Letters To The Editor 11/22/2018
JFK set standard
Editor: The White House said Tuesday that there would be new rules about proper decorum for White House reporters, but the press hasn’t agreed to any such arrangement.
Donald Trump, the 45th president, might benefit first by studying the decorum of John F. Kennedy, the 35th president, in relating to journalists and educating the public during turbulent times. Kennedy didn’t insult or try to intimidate journalists in 61 televised news conferences. His intelligence, keen sense of history, insight on important issues and quick wit dominated the give-and-take. He never was mean-spirited toward political foes or scornful of journalists.
He was asked about his administration’s failures and ’fessed up. He was asked tough questions about relations with Russia and China, nuclear proliferation, racial segregation, unemployment, disciplining school children and many other issues.
I was with the Associated Press covering Pennsylvania state government in Harrisburg when Kennedy became the first president to hold regular TV news conferences. They set a high standard for engaging the people in the country’s governance. It was a different time in the nation’s passage.
A 1983 film, “Thank You Mr. President,” hosted by the late actor, E. G. Marshall, reviews Kennedy news conference highlights for those seeking to remember or those who were not born at the time.
Too busy to go
Editor: People who have served this great country in conflicts have lost their limbs, their sanity and often their lives.
Some of them were my brothers-in-arms. I fought, bled and killed for this country in the jungles of Vietnam. Every Veterans Day, I put on my dog tags in remembrance of those who we lost.
President Trump never served in the military. He had bone spurs. But he bragged about his promiscuous lifestyle while single and stated that men who didn’t go to Vietnam didn’t need to feel guilty because it was dangerous to date during the AIDS epidemic in the 1980s. Believe me, it’s not even close.
On Nov. 10, Trump, who was in France to mark the centenary of the end of World War I, canceled a visit to a U.S. military cemetery because it was raining. On Nov. 11, he and Vice President Mike Pence did not attend the Veterans Day observance at Arlington National Cemetery.
When asked why he hasn’t yet scheduled a visit to Afghanistan or Iraq, Trump replied, “I will do that at some point, but I don’t think it’s overly necessary. I’ve been very busy with everything that’s taking place here … I’m doing a lot of things. But it’s something I’d do and do gladly. Nobody has been better at the military ... I have done more for the military than any president in many, many years.”
Really… too busy. Maybe he should do a little less golfing, reduce his “executive time” and visit the troops.
Every Veterans Day I wear my dog tags to remember those who we lost. When I take them off, my eyes fill up remembering my brothers who didn’t come home.
Trump stiffs vets
Editor: On Veterans Day, instead of sitting in the White House watching television news stations, brooding over his failed, embarrassing trip to Paris and tweeting out falsehoods about the results of the midterm elections, President Donald Trump should have visited Arlington National Cemetery to honor the nation’s veterans, living and deceased.

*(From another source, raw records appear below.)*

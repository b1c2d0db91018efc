use std::collections::BTreeSet;

use tracing::{debug, info};

use crate::{
    ast::*,
    attributes::{AttributeSet, PRIMARY_KEY},
    catalog::Catalog,
    database::Database,
    error::{DbError, Result},
    filter,
    metadata::TableSchema,
    parser::parse_statement,
    response::{QueryResult, Response},
    table::{EMPTY_VALUE, Table},
};

/// Name given to the unpersisted table a join produces.
const JOIN_TABLE: &str = "joinTable";

/// Executes commands against a [Catalog], one at a time.
///
/// Every command that changes a table or its schema ends by saving the open
/// database in full.
#[derive(Debug)]
pub struct Interpreter {
    catalog: Catalog,
}

impl Interpreter {
    pub fn new(catalog: Catalog) -> Self {
        Self { catalog }
    }

    pub fn catalog(&self) -> &Catalog {
        &self.catalog
    }

    /// Runs one command and renders the outcome, errors included.
    pub fn handle(&mut self, command: &str) -> String {
        match self.execute(command) {
            Ok(response) => response.render(),
            Err(err) => {
                debug!("Command {command:?} failed: {err}");
                Response::render_error(&err)
            }
        }
    }

    /// Parses and runs one command.
    pub fn execute(&mut self, command: &str) -> Result<Response> {
        let statement = parse_statement(command)?;
        self.run(statement)
    }

    pub fn run(&mut self, statement: Statement) -> Result<Response> {
        debug!(?statement, "executing");
        match statement {
            Statement::Use(Use { database }) => {
                self.catalog.use_database(&database)?;
                Ok(Response::Ok)
            }
            Statement::CreateDatabase(CreateDatabase { database }) => {
                self.catalog.create_database(&database)?;
                Ok(Response::Ok)
            }
            Statement::DropDatabase(DropDatabase { database }) => {
                self.catalog.delete_database(&database)?;
                Ok(Response::Ok)
            }
            Statement::CreateTable(create) => {
                self.catalog
                    .database_mut()?
                    .create_table(&create.display_name, &create.attributes.0)?;
                self.saved()
            }
            Statement::DropTable(DropTable { table }) => {
                self.catalog.database_mut()?.drop_table(&table)?;
                self.saved()
            }
            Statement::AddAttribute(alter) => {
                self.catalog
                    .database_mut()?
                    .add_attribute(&alter.table, &alter.attribute)?;
                self.saved()
            }
            Statement::DropAttribute(alter) => {
                self.catalog
                    .database_mut()?
                    .drop_attribute(&alter.table, &alter.attribute)?;
                self.saved()
            }
            Statement::Insert(insert) => {
                let table = self.catalog.database_mut()?.load_table(&insert.table)?;
                let id = table.insert(insert.values.0)?;
                debug!("Inserted record {id} into {:?}", insert.table);
                self.saved()
            }
            Statement::Select(select) => self.select(select),
            Statement::Delete(delete) => self.delete(delete),
            Statement::Update(update) => self.update(update),
            Statement::Join(join) => self.join(join),
        }
    }

    /// Saves and closes the open database, if any.
    pub fn shutdown(&mut self) -> Result<()> {
        self.catalog.close_database()
    }

    fn saved(&self) -> Result<Response> {
        self.catalog.save_database()?;
        Ok(Response::Ok)
    }

    fn select(&mut self, select: Select) -> Result<Response> {
        let table = self.catalog.database_mut()?.load_table(&select.table)?;

        let columns = match select.attributes {
            WildAttributeList::All => table.attributes().iter().map(str::to_string).collect(),
            WildAttributeList::Named(AttributeList(names)) => {
                if let Some(missing) = names.iter().find(|n| !table.attributes().contains(n)) {
                    return Err(DbError::AttributeNotFound {
                        name: missing.clone(),
                    });
                }
                names
            }
        };

        let ids = match &select.condition {
            Some(condition) => filter::evaluate(condition, table)?,
            None => table.ids(),
        };

        Ok(Response::Rows(project(table, columns, &ids)))
    }

    fn delete(&mut self, delete: Delete) -> Result<Response> {
        let table = self.catalog.database_mut()?.load_table(&delete.table)?;
        let ids = filter::evaluate(&delete.condition, table)?;
        table.delete(&ids);
        info!("Deleted {} records from {:?}", ids.len(), delete.table);
        self.saved()
    }

    fn update(&mut self, update: Update) -> Result<Response> {
        let table = self.catalog.database_mut()?.load_table(&update.table)?;
        let ids = filter::evaluate(&update.condition, table)?;
        for id in &ids {
            table.update(*id, &update.assignments.0)?;
        }
        info!("Updated {} records in {:?}", ids.len(), update.table);
        self.saved()
    }

    fn join(&mut self, join: Join) -> Result<Response> {
        let db = self.catalog.database_mut()?;
        db.load_table(&join.left_table)?;
        db.load_table(&join.right_table)?;

        let left = resident(db, &join.left_table)?;
        let right = resident(db, &join.right_table)?;

        for (table, attribute) in [(left, &join.left_attribute), (right, &join.right_attribute)] {
            if !table.attributes().contains(attribute) {
                return Err(DbError::AttributeNotFound {
                    name: attribute.clone(),
                });
            }
        }

        let result = join_tables(left, &join.left_attribute, right, &join.right_attribute)?;
        let columns = result.attributes().iter().map(str::to_string).collect();
        Ok(Response::Rows(project(&result, columns, &result.ids())))
    }
}

fn resident<'a>(db: &'a Database, name: &str) -> Result<&'a Table> {
    db.table(name).ok_or_else(|| DbError::TableNotFound {
        name: name.to_string(),
    })
}

/// Builds the rendered rows of `columns` for the records `ids`, in id order.
fn project(table: &Table, columns: Vec<String>, ids: &BTreeSet<u64>) -> QueryResult {
    let rows = ids
        .iter()
        .filter(|id| table.record(**id).is_ok())
        .map(|id| {
            columns
                .iter()
                .map(|column| table.value(*id, column).unwrap_or(EMPTY_VALUE).to_string())
                .collect()
        })
        .collect();

    QueryResult { columns, rows }
}

/// Every attribute of `table` except `id` and `join_attribute`, paired with
/// its name qualified by the table's display name.
fn qualified_columns(table: &Table, join_attribute: &str) -> Vec<(String, String)> {
    table
        .attributes()
        .iter()
        .filter(|attr| {
            !attr.eq_ignore_ascii_case(PRIMARY_KEY) && !attr.eq_ignore_ascii_case(join_attribute)
        })
        .map(|attr| {
            (
                format!("{}.{}", table.schema.display_name, attr),
                attr.to_string(),
            )
        })
        .collect()
}

/// Nested-loop equality join on the stored text of the two attributes.
///
/// Pairs are produced in ascending left id, then ascending right id, and
/// numbered from 1 in that order.
fn join_tables(
    left: &Table,
    left_attribute: &str,
    right: &Table,
    right_attribute: &str,
) -> Result<Table> {
    let left_columns = qualified_columns(left, left_attribute);
    let right_columns = qualified_columns(right, right_attribute);

    let mut attributes = AttributeSet::with_primary_key();
    for (name, _) in left_columns.iter().chain(&right_columns) {
        if !attributes.insert(name) {
            return Err(DbError::DuplicateAttribute { name: name.clone() });
        }
    }
    let mut result = Table::new(TableSchema::new(JOIN_TABLE, attributes));

    for (left_id, _) in left.records() {
        let key = left.value(left_id, left_attribute);
        for (right_id, _) in right.records() {
            if right.value(right_id, right_attribute) != key {
                continue;
            }
            let values = left_columns
                .iter()
                .map(|(_, attr)| left.value(left_id, attr))
                .chain(
                    right_columns
                        .iter()
                        .map(|(_, attr)| right.value(right_id, attr)),
                )
                .map(|value| value.unwrap_or(EMPTY_VALUE).to_string())
                .collect();
            result.insert(values)?;
        }
    }

    Ok(result)
}

#[cfg(test)]
mod tests {
    use super::*;
    use tempfile::TempDir;

    fn interpreter(dir: &TempDir) -> Interpreter {
        let mut interpreter = Interpreter::new(Catalog::new(dir.path()));
        for command in ["CREATE DATABASE shop;", "USE shop;"] {
            interpreter.execute(command).unwrap();
        }
        interpreter
    }

    fn rows(response: Response) -> QueryResult {
        match response {
            Response::Rows(result) => result,
            Response::Ok => panic!("Expected rows"),
        }
    }

    #[test]
    fn test_commands_need_database() {
        let dir = TempDir::new().unwrap();
        let mut interpreter = Interpreter::new(Catalog::new(dir.path()));

        for command in [
            "CREATE TABLE t;",
            "DROP TABLE t;",
            "ALTER TABLE t ADD a;",
            "INSERT INTO t VALUES (1);",
            "SELECT * FROM t;",
            "DELETE FROM t WHERE a == 1;",
            "UPDATE t SET a = 1 WHERE a == 1;",
            "JOIN t AND u ON a AND b;",
        ] {
            assert!(
                matches!(interpreter.execute(command), Err(DbError::NoDatabaseInUse)),
                "{command}"
            );
        }
    }

    #[test]
    fn test_select_named_columns_keep_their_case() {
        let dir = TempDir::new().unwrap();
        let mut interpreter = interpreter(&dir);
        interpreter.execute("CREATE TABLE people (Name, age);").unwrap();
        interpreter
            .execute("INSERT INTO people VALUES ('Alice', 30);")
            .unwrap();

        let result = rows(interpreter.execute("SELECT NAME FROM people;").unwrap());
        assert_eq!(result.columns, vec!["NAME"]);
        assert_eq!(result.rows, vec![vec!["Alice"]]);

        assert!(matches!(
            interpreter.execute("SELECT height FROM people;"),
            Err(DbError::AttributeNotFound { .. })
        ));
    }

    #[test]
    fn test_update_rejects_primary_key() {
        let dir = TempDir::new().unwrap();
        let mut interpreter = interpreter(&dir);
        interpreter.execute("CREATE TABLE t (a);").unwrap();
        interpreter.execute("INSERT INTO t VALUES (1);").unwrap();

        assert!(matches!(
            interpreter.execute("UPDATE t SET id = 5 WHERE a == 1;"),
            Err(DbError::PrimaryKeyAlteration { .. })
        ));
        // Nothing matched: nothing to reject.
        interpreter
            .execute("UPDATE t SET missing = 5 WHERE a == 2;")
            .unwrap();
    }

    #[test]
    fn test_join_tables_orders_pairs() {
        let dir = TempDir::new().unwrap();
        let mut interpreter = interpreter(&dir);
        for command in [
            "CREATE TABLE People (name, team);",
            "CREATE TABLE Teams (code, city);",
            "INSERT INTO people VALUES ('Ann', 'B');",
            "INSERT INTO people VALUES ('Ben', 'A');",
            "INSERT INTO teams VALUES ('A', 'Oslo');",
            "INSERT INTO teams VALUES ('B', 'Rome');",
            "INSERT INTO teams VALUES ('A', 'Bergen');",
        ] {
            interpreter.execute(command).unwrap();
        }

        let result = rows(
            interpreter
                .execute("JOIN people AND teams ON team AND code;")
                .unwrap(),
        );
        assert_eq!(result.columns, vec!["id", "People.name", "Teams.city"]);
        assert_eq!(
            result.rows,
            vec![
                vec!["1", "Ann", "Rome"],
                vec!["2", "Ben", "Oslo"],
                vec!["3", "Ben", "Bergen"],
            ]
        );
    }

    #[test]
    fn test_join_unknown_attribute() {
        let dir = TempDir::new().unwrap();
        let mut interpreter = interpreter(&dir);
        interpreter.execute("CREATE TABLE a (x);").unwrap();
        interpreter.execute("CREATE TABLE b (y);").unwrap();

        assert!(matches!(
            interpreter.execute("JOIN a AND b ON x AND z;"),
            Err(DbError::AttributeNotFound { .. })
        ));
        assert!(matches!(
            interpreter.execute("JOIN a AND c ON x AND y;"),
            Err(DbError::TableNotFound { .. })
        ));
    }

    #[test]
    fn test_handle_renders_envelope() {
        let dir = TempDir::new().unwrap();
        let mut interpreter = interpreter(&dir);

        assert_eq!(interpreter.handle("CREATE TABLE t (a);"), "[OK]");
        assert!(interpreter.handle("CREATE TABLE t (a);").starts_with("[ERROR]: "));
        assert!(interpreter.handle("SELECT * FROM t;").starts_with("[OK]\n\n| id"));
    }
}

But, being the self-centered, egotistical person that he is, Trump brushed off his responsibilities as commander in chief and, in doing so, disrespected the men and women who have proudly served in the U.S. military in times of war and peace.
Trump should be ashamed of himself and he owes an apology to the veterans of this great country.
MICHAEL G. McLANE
NORTH ABINGTON TWP.
President stays dry
Editor: President Trump flew across the Atlantic Ocean to France in order to participate in ceremonies honoring the military personnel who fought and died in World War I.
But he couldn’t attend the ceremonies at the Aisne-Marne American Cemetery due to light rain.
The cemetery has 2,288 graves, including many Americans who fought in the World War I Aisne-Marne offensive and the Battle of Belleau Wood in France. My wife’s father, Alton Christmas Jones, who was gassed in France, and her uncle, William Howard Jones, were Marines who fought at Belleau Wood. Our sissy president sent White House Chief of Staff John Kelly and Chairman of the Joint Chiefs of Staff Gen. Joseph Dunford to attend the ceremonies. Kelly and Dunford are true Americans.
Dignitaries who visited various World War I sites included Canadian Prime Minister Justin Trudeau, German Chancellor Angela Merkel and French President Emmanuel Macron. But Trump stayed dry.
Members of our military fight and die in all types of weather, including rain, snow, heat and cold. The sissy president says he cares about our military, but in the two years since his election he has not visited any of our military in an active war zone. He disrespects the military and remains a disgrace to our country.
Editor: Richard Byron (“Restore respect,” Nov. 14) laments a lack of respect shown to President Trump in Pittsburgh.
I was taught that respect has to be earned and that to get respect one must show respect. Trump has done nothing to earn anyone’s respect and the only person to whom he has shown respect seems to be Russian President Vladimir Putin. I wonder how Putin earned that respect.